Я пробую вернуться к созданному мною за долгие годы, проведенные в чтении и мечтах, культу этой страны, показавшейся мне в первые месяцы совсем не такой, какой она представлялась издали, к тому, как я поняла, что не обманулась в своих ожиданиях: то, чем я восторгалась, существует не в моем воспаленном воображении, а на самом деле, я попала туда, куда всегда мечтала попасть, тут-то и надо остаться. Я бы и осталась, если бы мы договорились по-другому. Наверное, мы неправильно договорились, когда он, положив руки мне на плечи и глядя в глаза, сказал, что должен через неделю вернуться к своему племени; пришлось, стиснув зубы, уложить всю оставшуюся нам жизнь в одну неделю.

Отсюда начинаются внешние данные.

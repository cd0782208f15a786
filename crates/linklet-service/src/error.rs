use linklet_core::StoreError;
use thiserror::Error;

pub type Result<T> = std::result::Result<T, ServiceError>;

/// Errors surfaced by the link service.
///
/// Every path through create/resolve/stats/delete resolves to one of
/// these variants or success; store errors never escape unmapped.
#[derive(Debug, Clone, Error)]
pub enum ServiceError {
    #[error("invalid url: {0}")]
    InvalidUrl(String),
    #[error("short code not found")]
    NotFound,
    #[error("short code generation exhausted after {0} attempts")]
    GenerationExhausted(u32),
    #[error("storage unavailable: {0}")]
    StorageUnavailable(String),
}

impl From<StoreError> for ServiceError {
    fn from(err: StoreError) -> Self {
        Self::StorageUnavailable(err.to_string())
    }
}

Австралию я придумала, чтобы сбежать из дому, я поняла это, едва попав сюда. Меня вымотал долгий полет, мне было страшно. А Альмут проспала всю дорогу, большую часть времени — используя мое хилое плечико в качестве подушки, а пробудившись перед самой посадкой, принялась в полном восторге тыкать пальцем в созвездие Ориона, располагавшееся здесь не так, как у нас: небесный охотник получался несколько перекошенным. За километр было видно, что она вся трепещет от возбуждения. Этим мы и отличаемся друг от друга. Всякая перемена заставляет меня замыкаться и уходить в себя, Альмут же превращается в фонтан, разбрызгивающий эмоции на близлежащие предметы. Она крутилась на месте, разминалась и от нетерпения готова была лететь впереди самолета, не забыв прихватить и меня с собой.